▶ What is required
Note how many lines in the entries below contain the string "Mutex", and answer with that number and no other text.

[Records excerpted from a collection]

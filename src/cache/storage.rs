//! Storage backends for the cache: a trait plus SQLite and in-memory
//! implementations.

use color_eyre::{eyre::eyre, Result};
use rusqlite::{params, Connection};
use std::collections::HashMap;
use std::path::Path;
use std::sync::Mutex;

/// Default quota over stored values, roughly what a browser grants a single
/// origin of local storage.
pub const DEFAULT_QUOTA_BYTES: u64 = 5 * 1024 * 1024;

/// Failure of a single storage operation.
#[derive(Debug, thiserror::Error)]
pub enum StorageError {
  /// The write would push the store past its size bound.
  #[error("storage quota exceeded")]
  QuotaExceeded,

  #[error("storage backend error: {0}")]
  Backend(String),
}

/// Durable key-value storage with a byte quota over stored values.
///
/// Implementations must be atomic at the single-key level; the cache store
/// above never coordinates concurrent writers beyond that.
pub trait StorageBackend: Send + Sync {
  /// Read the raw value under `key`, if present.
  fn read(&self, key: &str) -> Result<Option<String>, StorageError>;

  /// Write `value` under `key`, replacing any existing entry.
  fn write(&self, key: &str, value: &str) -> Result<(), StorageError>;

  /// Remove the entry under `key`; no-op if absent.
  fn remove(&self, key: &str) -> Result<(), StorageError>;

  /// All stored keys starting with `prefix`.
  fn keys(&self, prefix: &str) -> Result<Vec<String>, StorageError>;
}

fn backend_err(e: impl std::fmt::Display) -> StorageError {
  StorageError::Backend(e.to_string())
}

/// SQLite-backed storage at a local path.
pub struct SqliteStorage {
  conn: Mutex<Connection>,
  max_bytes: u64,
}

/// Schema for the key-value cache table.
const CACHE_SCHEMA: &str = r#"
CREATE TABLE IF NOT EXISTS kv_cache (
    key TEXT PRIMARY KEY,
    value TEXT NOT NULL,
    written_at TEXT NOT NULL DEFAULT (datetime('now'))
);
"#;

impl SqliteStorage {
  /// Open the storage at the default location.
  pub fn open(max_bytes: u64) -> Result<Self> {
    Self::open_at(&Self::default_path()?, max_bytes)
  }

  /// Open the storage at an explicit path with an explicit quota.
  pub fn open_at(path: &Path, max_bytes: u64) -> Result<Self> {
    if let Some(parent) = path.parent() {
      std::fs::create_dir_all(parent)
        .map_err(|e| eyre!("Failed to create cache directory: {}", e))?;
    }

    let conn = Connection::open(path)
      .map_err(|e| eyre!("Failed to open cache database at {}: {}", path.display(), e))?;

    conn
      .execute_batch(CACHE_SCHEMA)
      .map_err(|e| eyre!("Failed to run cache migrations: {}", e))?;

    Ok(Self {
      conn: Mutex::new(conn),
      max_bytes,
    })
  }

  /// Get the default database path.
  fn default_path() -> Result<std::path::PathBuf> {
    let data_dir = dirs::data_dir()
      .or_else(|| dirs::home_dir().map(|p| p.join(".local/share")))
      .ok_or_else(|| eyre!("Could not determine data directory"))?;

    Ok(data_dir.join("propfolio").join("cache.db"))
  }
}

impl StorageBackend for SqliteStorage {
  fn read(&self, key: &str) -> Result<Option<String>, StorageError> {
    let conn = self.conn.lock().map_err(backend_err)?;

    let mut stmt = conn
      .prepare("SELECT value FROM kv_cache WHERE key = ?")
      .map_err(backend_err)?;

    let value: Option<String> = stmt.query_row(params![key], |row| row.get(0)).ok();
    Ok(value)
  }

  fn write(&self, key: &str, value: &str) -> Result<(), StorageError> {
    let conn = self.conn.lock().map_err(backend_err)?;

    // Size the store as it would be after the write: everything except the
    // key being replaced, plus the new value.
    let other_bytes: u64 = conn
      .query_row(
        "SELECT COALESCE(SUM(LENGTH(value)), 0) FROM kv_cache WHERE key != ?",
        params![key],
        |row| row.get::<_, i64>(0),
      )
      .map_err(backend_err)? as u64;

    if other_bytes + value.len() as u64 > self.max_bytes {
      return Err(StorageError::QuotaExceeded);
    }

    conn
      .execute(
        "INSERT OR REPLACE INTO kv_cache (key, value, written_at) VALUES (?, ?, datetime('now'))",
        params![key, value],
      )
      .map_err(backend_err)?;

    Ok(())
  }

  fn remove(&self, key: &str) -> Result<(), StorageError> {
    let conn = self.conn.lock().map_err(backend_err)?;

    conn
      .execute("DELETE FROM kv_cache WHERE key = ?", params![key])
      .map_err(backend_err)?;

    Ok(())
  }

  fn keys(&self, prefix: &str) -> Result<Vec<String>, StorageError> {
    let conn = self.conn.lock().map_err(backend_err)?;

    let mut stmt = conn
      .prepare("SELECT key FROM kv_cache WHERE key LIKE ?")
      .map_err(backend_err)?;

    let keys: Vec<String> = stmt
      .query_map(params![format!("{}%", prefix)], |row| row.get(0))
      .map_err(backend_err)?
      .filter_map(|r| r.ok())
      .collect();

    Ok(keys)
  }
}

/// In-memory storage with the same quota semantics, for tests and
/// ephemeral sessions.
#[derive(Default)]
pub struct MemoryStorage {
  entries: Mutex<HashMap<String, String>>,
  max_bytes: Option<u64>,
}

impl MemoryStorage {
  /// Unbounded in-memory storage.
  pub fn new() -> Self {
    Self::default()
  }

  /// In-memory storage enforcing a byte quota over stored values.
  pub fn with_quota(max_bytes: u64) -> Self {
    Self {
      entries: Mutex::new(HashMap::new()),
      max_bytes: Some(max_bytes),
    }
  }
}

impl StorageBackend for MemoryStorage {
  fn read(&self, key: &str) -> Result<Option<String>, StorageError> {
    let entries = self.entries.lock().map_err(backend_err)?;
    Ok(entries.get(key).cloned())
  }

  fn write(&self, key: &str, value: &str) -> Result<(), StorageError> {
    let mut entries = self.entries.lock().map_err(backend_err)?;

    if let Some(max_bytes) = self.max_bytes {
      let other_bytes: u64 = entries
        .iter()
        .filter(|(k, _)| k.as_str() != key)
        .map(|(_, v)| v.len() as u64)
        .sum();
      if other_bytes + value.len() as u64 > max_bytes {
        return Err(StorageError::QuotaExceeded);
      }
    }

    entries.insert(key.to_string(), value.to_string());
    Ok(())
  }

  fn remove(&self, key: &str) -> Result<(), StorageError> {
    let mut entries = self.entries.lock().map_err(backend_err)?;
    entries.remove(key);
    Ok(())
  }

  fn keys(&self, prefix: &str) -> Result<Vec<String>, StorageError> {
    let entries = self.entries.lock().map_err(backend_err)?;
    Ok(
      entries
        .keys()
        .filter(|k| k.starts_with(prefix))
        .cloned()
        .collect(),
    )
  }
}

==

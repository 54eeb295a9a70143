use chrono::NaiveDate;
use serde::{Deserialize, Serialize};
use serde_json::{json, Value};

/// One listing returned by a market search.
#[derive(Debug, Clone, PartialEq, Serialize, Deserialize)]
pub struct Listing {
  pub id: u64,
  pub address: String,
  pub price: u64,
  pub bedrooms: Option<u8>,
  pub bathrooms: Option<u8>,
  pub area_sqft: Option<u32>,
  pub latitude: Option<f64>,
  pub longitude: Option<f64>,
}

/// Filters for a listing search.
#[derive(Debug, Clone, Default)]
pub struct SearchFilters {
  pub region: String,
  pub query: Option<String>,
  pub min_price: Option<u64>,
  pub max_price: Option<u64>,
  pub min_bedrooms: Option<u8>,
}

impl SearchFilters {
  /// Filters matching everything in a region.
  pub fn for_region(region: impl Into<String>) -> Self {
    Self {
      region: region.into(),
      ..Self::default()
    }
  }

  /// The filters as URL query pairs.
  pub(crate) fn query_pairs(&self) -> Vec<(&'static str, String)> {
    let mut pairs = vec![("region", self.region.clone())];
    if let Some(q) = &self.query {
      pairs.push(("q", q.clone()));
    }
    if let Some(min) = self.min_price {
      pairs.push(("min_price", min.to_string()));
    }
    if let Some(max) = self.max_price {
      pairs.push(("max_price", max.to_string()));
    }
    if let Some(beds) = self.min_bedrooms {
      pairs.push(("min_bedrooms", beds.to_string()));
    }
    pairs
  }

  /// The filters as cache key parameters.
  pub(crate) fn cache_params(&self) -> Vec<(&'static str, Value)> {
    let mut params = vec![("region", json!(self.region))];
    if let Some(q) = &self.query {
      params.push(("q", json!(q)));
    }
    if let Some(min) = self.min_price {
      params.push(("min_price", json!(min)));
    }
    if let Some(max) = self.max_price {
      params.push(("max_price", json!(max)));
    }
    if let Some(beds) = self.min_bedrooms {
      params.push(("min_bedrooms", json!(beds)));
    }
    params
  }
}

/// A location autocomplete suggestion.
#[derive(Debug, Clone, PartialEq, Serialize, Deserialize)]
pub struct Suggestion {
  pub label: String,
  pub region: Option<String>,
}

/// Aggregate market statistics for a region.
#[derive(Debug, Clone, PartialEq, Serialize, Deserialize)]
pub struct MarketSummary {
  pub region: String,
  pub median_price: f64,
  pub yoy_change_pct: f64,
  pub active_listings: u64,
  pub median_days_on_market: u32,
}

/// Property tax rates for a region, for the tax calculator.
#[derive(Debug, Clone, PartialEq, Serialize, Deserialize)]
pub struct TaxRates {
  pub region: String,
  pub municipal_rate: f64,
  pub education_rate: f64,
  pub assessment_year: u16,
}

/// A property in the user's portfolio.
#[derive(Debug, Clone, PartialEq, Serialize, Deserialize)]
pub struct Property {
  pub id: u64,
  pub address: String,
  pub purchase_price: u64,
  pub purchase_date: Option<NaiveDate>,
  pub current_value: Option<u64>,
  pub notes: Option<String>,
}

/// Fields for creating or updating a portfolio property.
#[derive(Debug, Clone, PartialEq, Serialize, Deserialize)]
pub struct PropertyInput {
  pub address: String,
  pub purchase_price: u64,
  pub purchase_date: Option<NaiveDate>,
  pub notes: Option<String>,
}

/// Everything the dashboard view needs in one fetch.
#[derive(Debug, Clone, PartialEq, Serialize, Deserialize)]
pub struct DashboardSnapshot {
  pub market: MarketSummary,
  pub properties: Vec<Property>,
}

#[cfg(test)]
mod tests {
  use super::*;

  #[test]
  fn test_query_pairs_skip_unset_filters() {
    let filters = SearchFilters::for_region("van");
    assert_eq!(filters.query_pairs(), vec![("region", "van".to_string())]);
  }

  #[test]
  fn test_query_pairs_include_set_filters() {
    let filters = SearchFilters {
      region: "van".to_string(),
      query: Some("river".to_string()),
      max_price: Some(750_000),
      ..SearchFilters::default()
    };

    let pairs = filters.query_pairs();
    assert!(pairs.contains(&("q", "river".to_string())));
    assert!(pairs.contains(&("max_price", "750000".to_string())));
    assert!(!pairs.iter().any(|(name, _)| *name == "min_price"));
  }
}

▶ Reply to the exercise
5